Last year Jens Gundlach and Stephen Merkowitz of the University of Washington in Seattle used a highly modified version of Cavendish's torsion balance in which both the source and test masses rotated on turntables. The key feature of their set-up was that the torsion fibre did not twist, which, according to Gundlach, enabled them "to avoid most of the systematic uncertainties". Last year Gundlach and Merkowitz reported a value of 6.674 215 x 10-11 with an uncertainty of just 14 ppm, surpassing all previous measurements in accuracy and setting a whole new standard for measuring G (Phys. Rev. Lett. 2000 85 2869).

The BIPM-Birmingham experiment also uses a modified Cavendish set-up, which rests on a marble block that is bonded to the local bedrock in a temperature-controlled laboratory. The four 1.2 kg test masses are mounted on a disk, which is suspended from a copper-beryllium ribbon in a vacuum chamber. There are four 12 kg source masses outside the chamber, resting on a carousel that is driven by a stepping motor. When the source masses are radially aligned with the test masses, there is no gravitational torque on the balance. When the source masses are rotated by 18.7° in either direction, the torque is at a maximum.

"A unique feature of our experiment," says Terry Quinn of the BIPM, "is that we can carry out both a Cavendish experiment and a servo-controlled experiment with the same apparatus." Using the servo-controlled method, the gravitational torque generated by the source masses is balanced by an electrostatic torque that acts directly on the test masses. This electrostatic torque is generated by applying an AC voltage between the test masses and a pair of thin copper electrodes near each mass. G can be calculated by measuring the electrostatic torque needed to balance the gravitational torque due to the source masses.

Following some 38 Cavendish experiments lasting four hours each and 25 servo experiments, all 10 hours long, the BIPM team arrived at a value of G = 6.675 59 x 10-11, with an uncertainty of 41 ppm. "The close agreement of the results from the two methods is evidence for the absence of many of the systematic errors to which a G measurement is subject," says Quinn. "Our result is close to, but not exactly equal to, the value of Gundlach and Merkowitz."

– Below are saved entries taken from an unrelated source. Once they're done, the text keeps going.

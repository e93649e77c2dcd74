//! AI layer of the jobsearch application tracker.
//!
//! Turns free-form Claude responses into validated, typed results: JSON
//! repair, schema coercion, Redis caching, and per-call cost accounting.
//! The web/API crate consumes this through [`AiGateway`].

pub mod cache;
pub mod config;
pub mod errors;
pub mod fingerprint;
pub mod gateway;
pub mod models;
pub mod pricing;
pub mod prompts;
pub mod repair;
pub mod transport;
pub mod validate;

pub use cache::{NullCache, RedisCache, ResultCache};
pub use config::Config;
pub use errors::AiError;
pub use gateway::AiGateway;
pub use models::{AnalysisResult, CoverLetterResult, FollowupResult, LinkedinResult, TokenUsage};
pub use transport::{AnthropicTransport, Completion, Transport, TransportError, Usage};
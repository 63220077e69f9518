//! PipelineActor - Owns every piece of downstream state
//!
//! ## Processing Cycle
//!
//! On every interval tick (or `ProcessNow` command) the actor runs one
//! cycle:
//!
//! ```text
//! drain queue → decode → evaluate alerts → append alert log
//!             → extend rolling window → persist → publish snapshot
//! ```
//!
//! Malformed payloads are dropped individually. Alert log and storage
//! failures are logged and counted but never stop the cycle, so the rolling
//! window and alerting keep working while either sink is unavailable.
//!
//! ## Ownership
//!
//! The rolling window, gas state, persister and alert log are only touched
//! from this task. Readers get an immutable [`Snapshot`] through a `watch`
//! channel and reach the alert log through commands.

use std::sync::Arc;
use std::time::Duration;

use chrono::Utc;
use tokio::sync::{mpsc, oneshot, watch};
use tokio::time::{self, Instant, MissedTickBehavior};
use tracing::{debug, error, info, instrument, trace, warn};

use super::messages::{CycleReport, PipelineCommand, PipelineStats, Snapshot};
use crate::{
    LastChannelValues, SensorReading,
    alert_log::AlertLog,
    alerts::{AlertEvaluator, AlertEvent, AlertThresholds, Severity},
    config::{Config, PipelineConfig},
    decoder,
    queue::IngestQueue,
    rolling::RollingStore,
    storage::Persister,
};

/// Cleanup interval - run retention cleanup daily
const CLEANUP_INTERVAL: Duration = Duration::from_secs(24 * 60 * 60);

/// Shortest accepted cycle interval
const MIN_INTERVAL: Duration = Duration::from_millis(10);

/// Runtime settings for the pipeline
#[derive(Debug, Clone, PartialEq)]
pub struct PipelineSettings {
    pub interval: Duration,
    pub window_capacity: usize,
    pub warm_start: bool,
    pub thresholds: AlertThresholds,
    pub retention_days: Option<u32>,
}

impl PipelineSettings {
    pub fn from_config(config: &Config) -> Self {
        Self {
            interval: config.pipeline.interval(),
            window_capacity: config.pipeline.window_capacity,
            warm_start: config.pipeline.warm_start,
            thresholds: config.thresholds,
            retention_days: config.storage.retention_days(),
        }
    }
}

impl Default for PipelineSettings {
    fn default() -> Self {
        let pipeline = PipelineConfig::default();
        Self {
            interval: pipeline.interval(),
            window_capacity: pipeline.window_capacity,
            warm_start: pipeline.warm_start,
            thresholds: AlertThresholds::default(),
            retention_days: None,
        }
    }
}

/// State threaded through decode and evaluate, owned by the processing cycle
#[derive(Debug)]
pub struct IngestContext {
    rolling: RollingStore,
    last_values: LastChannelValues,
    evaluator: AlertEvaluator,
}

impl IngestContext {
    pub fn new(window_capacity: usize, thresholds: AlertThresholds) -> Self {
        Self {
            rolling: RollingStore::new(window_capacity),
            last_values: LastChannelValues::default(),
            evaluator: AlertEvaluator::new(thresholds),
        }
    }

    /// Seed the rolling window without evaluating anything
    pub fn seed(&mut self, readings: Vec<SensorReading>) {
        self.rolling.append(readings);
    }

    /// Evaluate `reading` and advance the gas state
    pub fn evaluate(&mut self, reading: &SensorReading) -> Vec<AlertEvent> {
        let (events, next) = self.evaluator.evaluate(reading, &self.last_values);
        self.last_values = next;
        events
    }

    pub fn append(&mut self, readings: impl IntoIterator<Item = SensorReading>) {
        self.rolling.append(readings);
    }

    pub fn rolling(&self) -> &RollingStore {
        &self.rolling
    }

    pub fn last_values(&self) -> &LastChannelValues {
        &self.last_values
    }
}

/// Pipeline actor that drains the ingest queue on a fixed cadence
pub struct PipelineActor {
    context: IngestContext,
    queue: IngestQueue,
    persister: Persister,
    alert_log: AlertLog,
    settings: PipelineSettings,

    /// Command receiver
    command_rx: mpsc::Receiver<PipelineCommand>,

    /// Snapshot publisher
    snapshot_tx: watch::Sender<Arc<Snapshot>>,

    last_alert: Option<AlertEvent>,
    stats: PipelineStats,
}

impl PipelineActor {
    pub fn new(
        settings: PipelineSettings,
        queue: IngestQueue,
        persister: Persister,
        alert_log: AlertLog,
        command_rx: mpsc::Receiver<PipelineCommand>,
        snapshot_tx: watch::Sender<Arc<Snapshot>>,
    ) -> Self {
        debug!(
            "creating pipeline actor (interval {:?}, window {}, persistence {})",
            settings.interval,
            settings.window_capacity,
            if persister.is_enabled() {
                "enabled"
            } else {
                "disabled"
            }
        );

        Self {
            context: IngestContext::new(settings.window_capacity, settings.thresholds),
            queue,
            persister,
            alert_log,
            settings,
            command_rx,
            snapshot_tx,
            last_alert: None,
            stats: PipelineStats::default(),
        }
    }

    /// Run the actor's main loop
    #[instrument(skip(self))]
    pub async fn run(mut self) {
        debug!("starting pipeline actor");

        if self.settings.warm_start && self.persister.is_enabled() {
            let readings = self
                .persister
                .load_recent(self.context.rolling().capacity())
                .await;
            info!("warm start: seeded window with {} readings", readings.len());
            self.context.seed(readings);
            self.publish();
        }

        let period = self.settings.interval.max(MIN_INTERVAL);
        let mut cycle_interval = time::interval_at(Instant::now() + period, period);
        cycle_interval.set_missed_tick_behavior(MissedTickBehavior::Delay);

        let has_retention = self.settings.retention_days.is_some() && self.persister.is_enabled();
        let mut cleanup_interval = time::interval(CLEANUP_INTERVAL);

        let mut shutdown_ack: Option<oneshot::Sender<()>> = None;

        loop {
            tokio::select! {
                _ = cycle_interval.tick() => {
                    self.process_cycle().await;
                }

                // First tick fires immediately, so cleanup also runs on startup
                _ = cleanup_interval.tick(), if has_retention => {
                    self.run_cleanup().await;
                }

                cmd = self.command_rx.recv() => {
                    match cmd {
                        Some(PipelineCommand::Shutdown { respond_to }) => {
                            info!("shutdown requested");
                            shutdown_ack = Some(respond_to);
                            break;
                        }
                        Some(cmd) => self.handle_command(cmd).await,
                        None => {
                            warn!("command channel closed, shutting down");
                            break;
                        }
                    }
                }
            }
        }

        // Final cycle so nothing queued before shutdown is lost
        if !self.queue.is_empty() {
            debug!("final cycle before shutdown ({} queued)", self.queue.len());
            self.process_cycle().await;
        }

        self.persister.close().await;

        if let Some(ack) = shutdown_ack {
            let _ = ack.send(());
        }

        debug!("pipeline actor stopped");
    }

    async fn handle_command(&mut self, cmd: PipelineCommand) {
        match cmd {
            PipelineCommand::ProcessNow { respond_to } => {
                let report = self.process_cycle().await;
                let _ = respond_to.send(report);
            }

            PipelineCommand::ReadAlertLog { respond_to } => {
                let result: anyhow::Result<_> =
                    self.alert_log.read_all().await.map_err(Into::into);
                let _ = respond_to.send(result);
            }

            PipelineCommand::ClearAlertLog { respond_to } => {
                let result: anyhow::Result<()> =
                    self.alert_log.clear().await.map_err(Into::into);
                if result.is_ok() {
                    info!("alert log cleared");
                }
                let _ = respond_to.send(result);
            }

            PipelineCommand::GetStats { respond_to } => {
                let _ = respond_to.send(self.current_stats());
            }

            PipelineCommand::Shutdown { .. } => {
                // Handled in run()
            }
        }
    }

    /// One drain → decode → apply → notify pass
    async fn process_cycle(&mut self) -> CycleReport {
        self.stats.cycles += 1;

        let messages = self.queue.drain();
        if messages.is_empty() {
            trace!("cycle {}: queue empty", self.stats.cycles);
            return CycleReport::default();
        }

        let mut report = CycleReport {
            received: messages.len(),
            ..CycleReport::default()
        };
        let mut readings = Vec::with_capacity(messages.len());

        for message in messages {
            match decoder::decode(&message.payload, message.received_at) {
                Ok(reading) => {
                    for alert in self.context.evaluate(&reading) {
                        self.record_alert(&alert).await;
                        report.alerts.push(alert);
                    }
                    readings.push(reading);
                }
                Err(e) => {
                    report.rejected += 1;
                    warn!("dropping payload {:?}: {}", message.payload, e);
                }
            }
        }

        report.decoded = readings.len();
        self.context.append(readings.iter().cloned());
        report.persisted = self.persister.store(&readings).await;

        self.stats.received += report.received as u64;
        self.stats.decoded += report.decoded as u64;
        self.stats.rejected += report.rejected as u64;
        self.stats.alerts += report.alerts.len() as u64;

        debug!(
            "cycle {}: {} received, {} decoded, {} rejected, {} alert(s), {} persisted",
            self.stats.cycles,
            report.received,
            report.decoded,
            report.rejected,
            report.alerts.len(),
            report.persisted
        );

        self.publish();
        report
    }

    async fn record_alert(&mut self, alert: &AlertEvent) {
        match alert.severity() {
            Severity::Danger => warn!("{}", alert),
            Severity::Warning => info!("{}", alert),
        }

        if let Err(e) = self.alert_log.append(alert).await {
            self.stats.alert_log_failures += 1;
            error!("failed to write alert log: {}", e);
        }

        self.last_alert = Some(alert.clone());
    }

    async fn run_cleanup(&mut self) {
        let Some(days) = self.settings.retention_days else {
            return;
        };

        let cutoff = Utc::now() - chrono::Duration::days(days as i64);
        debug!("retention cleanup: removing readings before {}", cutoff);
        self.persister.cleanup(cutoff).await;
    }

    fn current_stats(&self) -> PipelineStats {
        PipelineStats {
            persister: self.persister.stats(),
            window_len: self.context.rolling().len(),
            last_reading_at: self.context.rolling().latest().map(|r| r.timestamp),
            ..self.stats.clone()
        }
    }

    fn publish(&self) {
        let snapshot = Snapshot {
            window: self.context.rolling().window(),
            last_alert: self.last_alert.clone(),
            last_values: *self.context.last_values(),
            stats: self.current_stats(),
            updated_at: Some(Utc::now()),
        };
        self.snapshot_tx.send_replace(Arc::new(snapshot));
    }
}

/// Handle for interacting with the PipelineActor
#[derive(Clone)]
pub struct PipelineHandle {
    sender: mpsc::Sender<PipelineCommand>,
    snapshot_rx: watch::Receiver<Arc<Snapshot>>,
}

impl PipelineHandle {
    /// Spawn a new pipeline actor
    pub fn spawn(
        settings: PipelineSettings,
        queue: IngestQueue,
        persister: Persister,
        alert_log: AlertLog,
    ) -> Self {
        let (cmd_tx, cmd_rx) = mpsc::channel(32);
        let (snapshot_tx, snapshot_rx) = watch::channel(Arc::new(Snapshot::default()));

        let actor = PipelineActor::new(settings, queue, persister, alert_log, cmd_rx, snapshot_tx);
        tokio::spawn(actor.run());

        Self {
            sender: cmd_tx,
            snapshot_rx,
        }
    }

    /// Most recently published snapshot
    pub fn snapshot(&self) -> Arc<Snapshot> {
        self.snapshot_rx.borrow().clone()
    }

    /// Receiver that is notified whenever a new snapshot is published
    pub fn subscribe(&self) -> watch::Receiver<Arc<Snapshot>> {
        self.snapshot_rx.clone()
    }

    pub fn latest(&self) -> Option<SensorReading> {
        self.snapshot_rx.borrow().latest().cloned()
    }

    /// Rolling window, oldest first
    pub fn window(&self) -> Vec<SensorReading> {
        self.snapshot_rx.borrow().window.clone()
    }

    /// Alert log entries, newest first
    pub async fn alert_log(&self) -> anyhow::Result<Vec<crate::alert_log::AlertLogEntry>> {
        let (tx, rx) = oneshot::channel();
        self.sender
            .send(PipelineCommand::ReadAlertLog { respond_to: tx })
            .await?;

        rx.await?
    }

    pub async fn clear_alert_log(&self) -> anyhow::Result<()> {
        let (tx, rx) = oneshot::channel();
        self.sender
            .send(PipelineCommand::ClearAlertLog { respond_to: tx })
            .await?;

        rx.await?
    }

    /// Run a cycle now instead of waiting for the next tick
    pub async fn process_now(&self) -> anyhow::Result<CycleReport> {
        let (tx, rx) = oneshot::channel();
        self.sender
            .send(PipelineCommand::ProcessNow { respond_to: tx })
            .await?;

        Ok(rx.await?)
    }

    /// Get pipeline statistics
    pub async fn stats(&self) -> Option<PipelineStats> {
        let (tx, rx) = oneshot::channel();
        self.sender
            .send(PipelineCommand::GetStats { respond_to: tx })
            .await
            .ok()?;

        rx.await.ok()
    }

    /// Shut down the pipeline, waiting for the final cycle to complete
    pub async fn shutdown(&self) {
        let (tx, rx) = oneshot::channel();
        if self
            .sender
            .send(PipelineCommand::Shutdown { respond_to: tx })
            .await
            .is_ok()
        {
            let _ = rx.await;
        }
    }
}
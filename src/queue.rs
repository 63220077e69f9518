//! Handoff queue between the broker subscriber and the processing cycle
//!
//! A thin wrapper around an unbounded tokio mpsc channel. The subscriber side
//! never blocks; the processing side drains whatever has arrived without
//! waiting.

use chrono::{DateTime, Utc};
use tokio::sync::mpsc::{self, UnboundedReceiver, UnboundedSender, error::TryRecvError};

/// A raw payload as it came off the wire, already trimmed
#[derive(Debug, Clone, PartialEq, Eq)]
pub struct RawMessage {
    pub payload: String,
    pub received_at: DateTime<Utc>,
}

impl RawMessage {
    pub fn new(payload: impl Into<String>) -> Self {
        Self {
            payload: payload.into(),
            received_at: Utc::now(),
        }
    }
}

/// Producer side of the ingest queue
#[derive(Debug, Clone)]
pub struct IngestSender {
    sender: UnboundedSender<RawMessage>,
}

impl IngestSender {
    /// Enqueue a message. Returns `false` if the consumer is gone.
    pub fn push(&self, message: RawMessage) -> bool {
        self.sender.send(message).is_ok()
    }
}

/// Consumer side of the ingest queue
#[derive(Debug)]
pub struct IngestQueue {
    receiver: UnboundedReceiver<RawMessage>,
    closed: bool,
}

impl IngestQueue {
    pub fn new() -> (IngestSender, IngestQueue) {
        let (sender, receiver) = mpsc::unbounded_channel();
        (
            IngestSender { sender },
            IngestQueue {
                receiver,
                closed: false,
            },
        )
    }

    /// Take everything currently queued, oldest first
    pub fn drain(&mut self) -> Vec<RawMessage> {
        let mut messages = Vec::with_capacity(self.receiver.len());
        loop {
            match self.receiver.try_recv() {
                Ok(message) => messages.push(message),
                Err(TryRecvError::Empty) => break,
                Err(TryRecvError::Disconnected) => {
                    self.closed = true;
                    break;
                }
            }
        }
        messages
    }

    /// Number of messages waiting
    pub fn len(&self) -> usize {
        self.receiver.len()
    }

    pub fn is_empty(&self) -> bool {
        self.receiver.is_empty()
    }

    /// Whether every sender has been dropped and the queue ran dry
    pub fn is_closed(&self) -> bool {
        self.closed
    }
}
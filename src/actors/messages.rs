//! Message types for actor communication
//!
//! 1. **Commands**: request/response messages sent to one actor via mpsc,
//!    answered through a oneshot channel
//! 2. **Snapshots**: immutable state published through a `watch` channel for
//!    any number of readers

use chrono::{DateTime, Utc};
use serde::Serialize;
use tokio::sync::oneshot;

use crate::{
    LastChannelValues, SensorReading, alert_log::AlertLogEntry, alerts::AlertEvent,
    storage::PersisterStats,
};

/// Commands that can be sent to the PipelineActor
#[derive(Debug)]
pub enum PipelineCommand {
    /// Run a processing cycle immediately (bypassing the interval timer)
    ProcessNow {
        respond_to: oneshot::Sender<CycleReport>,
    },

    /// Read the alert log, newest entry first
    ReadAlertLog {
        respond_to: oneshot::Sender<anyhow::Result<Vec<AlertLogEntry>>>,
    },

    /// Empty the alert log
    ClearAlertLog {
        respond_to: oneshot::Sender<anyhow::Result<()>>,
    },

    /// Get pipeline statistics
    GetStats {
        respond_to: oneshot::Sender<PipelineStats>,
    },

    /// Gracefully shut down the pipeline
    ///
    /// The actor runs a final cycle, closes the storage backend and then
    /// acknowledges.
    Shutdown { respond_to: oneshot::Sender<()> },
}

/// Commands that can be sent to the BrokerSubscriber
#[derive(Debug)]
pub enum SubscriberCommand {
    /// Disconnect from the broker and stop
    Shutdown,
}

/// Outcome of one drain → decode → apply → notify cycle
#[derive(Debug, Clone, Default, PartialEq, Serialize)]
pub struct CycleReport {
    /// Raw messages taken off the ingest queue
    pub received: usize,

    /// Messages that decoded into readings
    pub decoded: usize,

    /// Messages dropped because they failed to decode
    pub rejected: usize,

    /// Alerts raised during the cycle, in evaluation order
    pub alerts: Vec<AlertEvent>,

    /// Readings written to durable storage
    pub persisted: usize,
}

/// Running totals since the pipeline started
#[derive(Debug, Clone, Default, PartialEq, Serialize)]
pub struct PipelineStats {
    pub cycles: u64,
    pub received: u64,
    pub decoded: u64,
    pub rejected: u64,
    pub alerts: u64,

    /// Alerts that could not be written to the alert log
    pub alert_log_failures: u64,

    pub persister: PersisterStats,

    /// Readings currently in the rolling window
    pub window_len: usize,

    /// Timestamp of the newest decoded reading
    pub last_reading_at: Option<DateTime<Utc>>,
}

/// Immutable view of the pipeline published after every cycle
#[derive(Debug, Clone, Default, Serialize)]
pub struct Snapshot {
    /// Rolling window, oldest first
    pub window: Vec<SensorReading>,

    /// Most recent alert raised since startup
    pub last_alert: Option<AlertEvent>,

    /// Gas channel values the next reading is compared against
    pub last_values: LastChannelValues,

    pub stats: PipelineStats,

    /// When this snapshot was published
    pub updated_at: Option<DateTime<Utc>>,
}

impl Snapshot {
    pub fn latest(&self) -> Option<&SensorReading> {
        self.window.last()
    }
}
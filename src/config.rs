use std::path::PathBuf;
use std::time::Duration;

use anyhow::Context;
use tracing::trace;

use crate::alerts::AlertThresholds;
use crate::connection::ReconnectPolicy;
use crate::rolling::DEFAULT_WINDOW_CAPACITY;
use crate::storage::PersistPolicy;

/// Storage backend configuration
#[derive(Debug, Clone, PartialEq, serde::Deserialize)]
#[serde(tag = "backend", rename_all = "lowercase")]
pub enum StorageConfig {
    /// No durable storage
    #[serde(rename = "none")]
    None,

    /// Process-local storage, lost on restart
    Memory,

    /// SQLite database (default)
    Sqlite {
        /// Path to the SQLite database file
        #[serde(default = "default_sqlite_path")]
        path: PathBuf,

        /// Readings older than this many days are deleted (None = keep forever)
        #[serde(default)]
        retention_days: Option<u32>,
    },
}

impl StorageConfig {
    pub fn retention_days(&self) -> Option<u32> {
        match self {
            StorageConfig::Sqlite { retention_days, .. } => *retention_days,
            _ => None,
        }
    }
}

impl Default for StorageConfig {
    fn default() -> Self {
        StorageConfig::Sqlite {
            path: default_sqlite_path(),
            retention_days: None,
        }
    }
}

fn default_sqlite_path() -> PathBuf {
    PathBuf::from("./readings.db")
}

#[derive(Debug, Clone, serde::Deserialize)]
pub struct Config {
    pub broker: BrokerConfig,

    #[serde(default)]
    pub pipeline: PipelineConfig,

    /// Storage configuration (defaults to SQLite)
    #[serde(default)]
    pub storage: StorageConfig,

    #[serde(default)]
    pub persistence: PersistPolicy,

    #[serde(default)]
    pub alert_log: AlertLogConfig,

    #[serde(default)]
    pub thresholds: AlertThresholds,
}

#[derive(Debug, Clone, serde::Deserialize)]
pub struct BrokerConfig {
    pub host: String,

    #[serde(default = "default_broker_port")]
    pub port: u16,

    pub username: Option<String>,

    pub password: Option<String>,

    #[serde(default = "default_topic")]
    pub topic: String,

    #[serde(default = "default_client_id")]
    pub client_id: String,

    #[serde(default = "default_keep_alive_secs")]
    pub keep_alive_secs: u64,

    /// Connect over TLS (required by hosted brokers on 8883)
    #[serde(default = "default_tls")]
    pub tls: bool,

    #[serde(default)]
    pub reconnect: ReconnectPolicy,
}

impl BrokerConfig {
    pub fn keep_alive(&self) -> Duration {
        Duration::from_secs(self.keep_alive_secs)
    }
}

fn default_broker_port() -> u16 {
    8883
}

fn default_topic() -> String {
    String::from("multiSensor/numeric")
}

fn default_client_id() -> String {
    String::from("porty-hub")
}

fn default_keep_alive_secs() -> u64 {
    30
}

fn default_tls() -> bool {
    true
}

#[derive(Debug, Clone, PartialEq, serde::Deserialize)]
pub struct PipelineConfig {
    /// Processing cycle interval in milliseconds
    #[serde(default = "default_interval_ms")]
    pub interval_ms: u64,

    /// Number of readings kept in the rolling window
    #[serde(default = "default_window_capacity")]
    pub window_capacity: usize,

    /// Seed the rolling window from storage on startup
    #[serde(default = "default_warm_start")]
    pub warm_start: bool,
}

impl PipelineConfig {
    pub fn interval(&self) -> Duration {
        Duration::from_millis(self.interval_ms)
    }
}

impl Default for PipelineConfig {
    fn default() -> Self {
        Self {
            interval_ms: default_interval_ms(),
            window_capacity: default_window_capacity(),
            warm_start: default_warm_start(),
        }
    }
}

fn default_interval_ms() -> u64 {
    2_000
}

fn default_window_capacity() -> usize {
    DEFAULT_WINDOW_CAPACITY
}

fn default_warm_start() -> bool {
    true
}

#[derive(Debug, Clone, PartialEq, serde::Deserialize)]
pub struct AlertLogConfig {
    #[serde(default = "default_alert_log_path")]
    pub path: PathBuf,
}

impl Default for AlertLogConfig {
    fn default() -> Self {
        Self {
            path: default_alert_log_path(),
        }
    }
}

fn default_alert_log_path() -> PathBuf {
    PathBuf::from("sensor_logs.txt")
}

pub fn read_config_file(path: &str) -> anyhow::Result<Config> {
    let file_content =
        std::fs::read_to_string(path).with_context(|| format!("failed to read config {path}"))?;
    serde_json::from_str(&file_content)
        .map_err(|e| anyhow::anyhow!("Invalid configuration file provided: {e}"))
        .inspect(|config| trace!("loaded config: {config:?}"))
}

Indeed, the BIPM and Seattle results differ by more than four times their combined uncertainty. "The difference is likely to be due to systematic errors, at the level of one or two parts in 104, hidden in one or both of the measurements," the BIPM team writes in a paper accepted by Physical Review Letters.

PTB or not PTB

The BIPM team also believes it knows the reason for the PTB discrepancy. "It is very subtle," says Quinn, explaining that the problem is related to the frequency dependencies of various capacitances in the experiment and the use of AC and DC servo-control systems. Put simply, Quinn claims that the PTB team calibrated its apparatus at one frequency and made its measurements at another. The BIPM team encountered similar problems in the early days of its experiments when it was using a DC servo system. "The problems were eliminated when we started using an AC servo working at the same frequency," says Quinn.

However, Winfried Michaelis has visited the BIPM experiment and does not believe that Quinn's theory can explain the errant PTB measurement. "The BIPM experiment has a relatively open arrangement of electrostatic components with insulating materials in it," he says, "whereas we had a nearly closed electrometer box without any insulators." Nonetheless, the PTB team will soon be performing a new experiment together with specialists in the measurement of capacitance.

The big G community now awaits the results of other experiments. In July a task group from CODATA, the international body that controls the values of the fundamental constants, decided not to change either the value of G or the uncertainty given in the 1998 recommended values.

"What is most likely to happen when other results come out," says Quinn, "is that the value of G may be changed towards where we are now, and the uncertainty is going to be reduced, probably by a factor of 10."